Empowering change from inside North Korea

Meanwhile, Greg Scarlatoiu, executive director of the U.S. Committee for Human Rights in North Korea, underlined the need to empower the North Korean people through information campaigns to realize reunification, saying change can come only from the inside.

"The only ones who can bring change to North Korea are its very people. What the outside world can do to enact that change is to step up information campaigns delivered through vehicles including radio broadcasting, mobile media storage devices, and even drones," he said during his speech.

He added this means delivering basic stories about their own abysmal human rights situation, their corrupt leadership, and the outside world, in particular, the democratic economic powerhouse South Korea and the downfall of communist despots.

"So they can understand that there are different paths to transformation, including peaceful transformation scenarios," he said.

Kenneth Bae speaks to The Korea Times during an interview at President Lincoln's cottage in Washington D.C., Nov.14. / Courtesy of GPF
Kenneth Bae speaks to The Korea Times during an interview at President Lincoln's cottage in Washington D.C., Nov.14. / Courtesy of GPF


Kenneth Bae, president of Nehemia Global Initiative, chimed in, saying civic society should take initiative in this process.

Bae, who was once detained in a North Korean labor camp, is now at the frontlines of the reunification movement. "While witnessing the dismal lives of North Koreans inside the country, I felt strongly about the value of freedom and the importance of the capability of the state leader," he said.

He plans to start radio broadcasting from South Korea to the North next year.

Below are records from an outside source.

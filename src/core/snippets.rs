//! Android Java snippet generators.
//!
//! Each generator renders one template per name. Template text, including
//! the tab indentation, matches what gets pasted into activity code.

use serde::{Deserialize, Serialize};

use crate::naming;
use crate::utils::template::{self, TemplateVars};

const TOAST: &str =
    "Toast.makeText({{context}}, getString(R.string.{{stringId}}), {{toastLength}}).show();";

const ZERO_CHECK: &str = "if ({{name}}.equals(0)){\n\t{{toast}}\n\treturn;\n}";

const INTENT_CASE: &str = "case {{name}}:{\n\t{{field}}.setValue(({{valueType}}){{intent}}.getSerializableExtra(\"{{extra}}\"));\n\tbreak;\n}";

const BUNDLE_RESTORE: &str = "if ( {{bundle}}.getSerializable(\"{{name}}\") != null )\n\t{{name}} = ({{valueType}}) {{bundle}}.getSerializable(\"{{name}}\");";

const SET_LISTENER: &str = "{{element}}.setOn{{listener}}({{element}}Listener);";

/// Template values that can be overridden in droidkit.json.
#[derive(Debug, Clone, PartialEq, Eq, Serialize, Deserialize)]
pub struct SnippetDefaults {
    #[serde(default = "default_context")]
    pub context: String,

    #[serde(default = "default_toast_length")]
    pub toast_length: String,

    #[serde(default = "default_bundle")]
    pub bundle: String,

    #[serde(default = "default_intent_extra")]
    pub intent_extra: String,

    #[serde(default = "default_intent_value_type")]
    pub intent_value_type: String,
}

impl Default for SnippetDefaults {
    fn default() -> Self {
        Self {
            context: default_context(),
            toast_length: default_toast_length(),
            bundle: default_bundle(),
            intent_extra: default_intent_extra(),
            intent_value_type: default_intent_value_type(),
        }
    }
}

fn default_context() -> String {
    "getBaseContext()".to_string()
}

fn default_toast_length() -> String {
    "Toast.LENGTH_SHORT".to_string()
}

fn default_bundle() -> String {
    "savedInstanceState".to_string()
}

fn default_intent_extra() -> String {
    "dimension".to_string()
}

fn default_intent_value_type() -> String {
    "Dimension".to_string()
}

/// `Toast.makeText(...)` for a string resource id.
pub fn toast(string_id: &str, defaults: &SnippetDefaults) -> String {
    template::render(
        TOAST,
        &[
            (TemplateVars::CONTEXT, defaults.context.as_str()),
            (TemplateVars::STRING_ID, string_id),
            (TemplateVars::TOAST_LENGTH, defaults.toast_length.as_str()),
        ],
    )
}

/// Guard that toasts `<xml_name>_error` and returns when `name` is zero.
pub fn zero_check(name: &str, defaults: &SnippetDefaults) -> String {
    let toast = toast(&format!("{}_error", naming::to_xml(name)), defaults);
    template::render(
        ZERO_CHECK,
        &[(TemplateVars::NAME, name), (TemplateVars::TOAST, toast.as_str())],
    )
}

/// `switch` case copying a serializable intent extra into the field for `name`.
pub fn intent_case(intent: &str, name: &str, defaults: &SnippetDefaults) -> String {
    let field = naming::to_java(name);
    template::render(
        INTENT_CASE,
        &[
            (TemplateVars::NAME, name),
            (TemplateVars::FIELD, field.as_str()),
            (TemplateVars::VALUE_TYPE, defaults.intent_value_type.as_str()),
            (TemplateVars::INTENT, intent),
            (TemplateVars::EXTRA, defaults.intent_extra.as_str()),
        ],
    )
}

/// Restore a field from the saved instance bundle when present.
pub fn bundle_restore(value_type: &str, name: &str, defaults: &SnippetDefaults) -> String {
    template::render(
        BUNDLE_RESTORE,
        &[
            (TemplateVars::BUNDLE, defaults.bundle.as_str()),
            (TemplateVars::NAME, name),
            (TemplateVars::VALUE_TYPE, value_type),
        ],
    )
}

/// `element.setOn<Listener>(elementListener);`
pub fn set_listener(listener: &str, element: &str) -> String {
    template::render(
        SET_LISTENER,
        &[
            (TemplateVars::ELEMENT, element),
            (TemplateVars::LISTENER, listener),
        ],
    )
}
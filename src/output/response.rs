//! CLI response formatting and output.
//!
//! Provides JSON envelope, raw printing, and exit code mapping.

use droidkit::error::Hint;
use droidkit::{Error, ErrorCode, Result};
use serde::Serialize;
use std::io::{self, Write};

#[derive(Debug, Serialize)]
pub struct CliResponse<T: Serialize> {
    pub success: bool,
    #[serde(skip_serializing_if = "Option::is_none")]
    pub data: Option<T>,
    #[serde(skip_serializing_if = "Option::is_none")]
    pub error: Option<CliError>,
}

#[derive(Debug, Serialize)]
pub struct CliError {
    pub code: String,
    pub message: String,
    pub details: serde_json::Value,
    #[serde(skip_serializing_if = "Option::is_none")]
    pub hints: Option<Vec<Hint>>,
}

impl<T: Serialize> CliResponse<T> {
    pub fn success(data: T) -> Self {
        Self {
            success: true,
            data: Some(data),
            error: None,
        }
    }

    fn to_json(&self) -> Result<String> {
        serde_json::to_string_pretty(self).map_err(|e| {
            Error::internal_json(e.to_string(), Some("serialize response".to_string()))
        })
    }
}

impl CliResponse<()> {
    pub fn from_error(err: &Error) -> Self {
        Self {
            success: false,
            data: None,
            error: Some(CliError {
                code: err.code.as_str().to_string(),
                message: err.message.clone(),
                details: err.details.clone(),
                hints: if err.hints.is_empty() {
                    None
                } else {
                    Some(err.hints.clone())
                },
            }),
        }
    }
}

fn write_stdout(content: &str) -> Result<()> {
    let stdout = io::stdout();
    let mut handle = stdout.lock();
    if let Err(e) = handle.write_all(content.as_bytes()) {
        if e.kind() == io::ErrorKind::BrokenPipe {
            return Ok(()); // Exit gracefully on SIGPIPE
        }
        return Err(Error::internal_io(
            e.to_string(),
            Some("write stdout".to_string()),
        ));
    }
    Ok(())
}

fn print_response<T: Serialize>(response: &CliResponse<T>) -> Result<()> {
    let mut payload = response.to_json()?;
    payload.push('\n');
    write_stdout(&payload)
}

pub fn print_raw(content: &str) -> Result<()> {
    write_stdout(content)
}

pub fn print_success<T: Serialize>(data: T) -> Result<()> {
    print_response(&CliResponse::success(data))
}

pub fn print_error(err: &Error) -> Result<()> {
    print_response(&CliResponse::<()>::from_error(err))
}

pub fn map_cmd_result_to_json<T: Serialize>(
    result: Result<(T, i32)>,
) -> (Result<serde_json::Value>, i32) {
    match result {
        Ok((data, exit_code)) => match serde_json::to_value(data) {
            Ok(value) => (Ok(value), exit_code),
            Err(err) => (
                Err(Error::internal_json(
                    err.to_string(),
                    Some("serialize response".to_string()),
                )),
                1,
            ),
        },
        Err(err) => {
            let exit_code = exit_code_for_error(err.code);
            (Err(err), exit_code)
        }
    }
}

pub fn exit_code_for_error(code: ErrorCode) -> i32 {
    match code {
        ErrorCode::ConfigInvalidJson
        | ErrorCode::ConfigInvalidValue
        | ErrorCode::ValidationInvalidArgument
        | ErrorCode::ValidationInvalidJson => 2,

        ErrorCode::InternalIoError
        | ErrorCode::InternalJsonError
        | ErrorCode::InternalUnexpected => 1,
    }
}

pub fn print_json_result(result: Result<serde_json::Value>) -> Result<()> {
    match result {
        Ok(data) => print_success(data),
        Err(err) => print_error(&err),
    }
}

#[cfg(test)]
mod tests {
    use super::*;

    #[test]
    fn error_envelope_carries_code_and_hints() {
        let err = Error::internal_unexpected("boom").with_hint("try again");
        let json = CliResponse::<()>::from_error(&err).to_json().unwrap();

        assert!(json.contains("\"success\": false"));
        assert!(json.contains("\"code\": \"internal.unexpected\""));
        assert!(json.contains("try again"));
        assert!(!json.contains("\"data\""));
    }

    #[test]
    fn error_envelope_omits_empty_hints() {
        let err = Error::internal_io("denied", None);
        let json = CliResponse::<()>::from_error(&err).to_json().unwrap();
        assert!(!json.contains("hints"));
    }

    #[test]
    fn success_envelope_wraps_data() {
        let json = CliResponse::success(serde_json::json!({"command": "name.xml"}))
            .to_json()
            .unwrap();
        assert!(json.contains("\"success\": true"));
        assert!(json.contains("\"command\": \"name.xml\""));
        assert!(!json.contains("\"error\""));
    }

    #[test]
    fn validation_errors_map_to_exit_code_2() {
        let err = Error::validation_invalid_argument("names", "empty", None, None);
        let (value, exit_code) = map_cmd_result_to_json::<serde_json::Value>(Err(err));
        assert!(value.is_err());
        assert_eq!(exit_code, 2);
    }

    #[test]
    fn config_errors_map_to_exit_code_2() {
        let err = Error::config_invalid_value("max_width", Some("0".to_string()), "zero");
        assert_eq!(exit_code_for_error(err.code), 2);
    }

    #[test]
    fn io_errors_map_to_exit_code_1() {
        assert_eq!(exit_code_for_error(ErrorCode::InternalIoError), 1);
    }

    #[test]
    fn success_keeps_command_exit_code() {
        let (value, exit_code) = map_cmd_result_to_json(Ok((serde_json::json!({"a": 1}), 1)));
        assert_eq!(value.unwrap()["a"], 1);
        assert_eq!(exit_code, 1);
    }
}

"It will aim to inform North Koreans about the outside world and the fact that people out there actually care about them," he said. "Helping North Koreans open their minds to the outside world is critical to prepare for a unified Korea."

The activist called for the U.S. government to allow North Korean refugees captured in China to choose a third country to enter into its territory, noting that none had been accepted under the Trump administration.

"U.S. politicians should carry out a policy of separating (the North Korean people from the North Korean regime). Accepting North Korean refugees is the best way to assure the remaining citizens in the country that we will embrace them," he said.

The international forum, which discussed ways of better dealing with the North Korean missile and nuclear threats and identify political and civic measures to facilitate peaceful reunification on the Korean Peninsula, will be followed by another one to be held in Seoul on Dec. 7-8.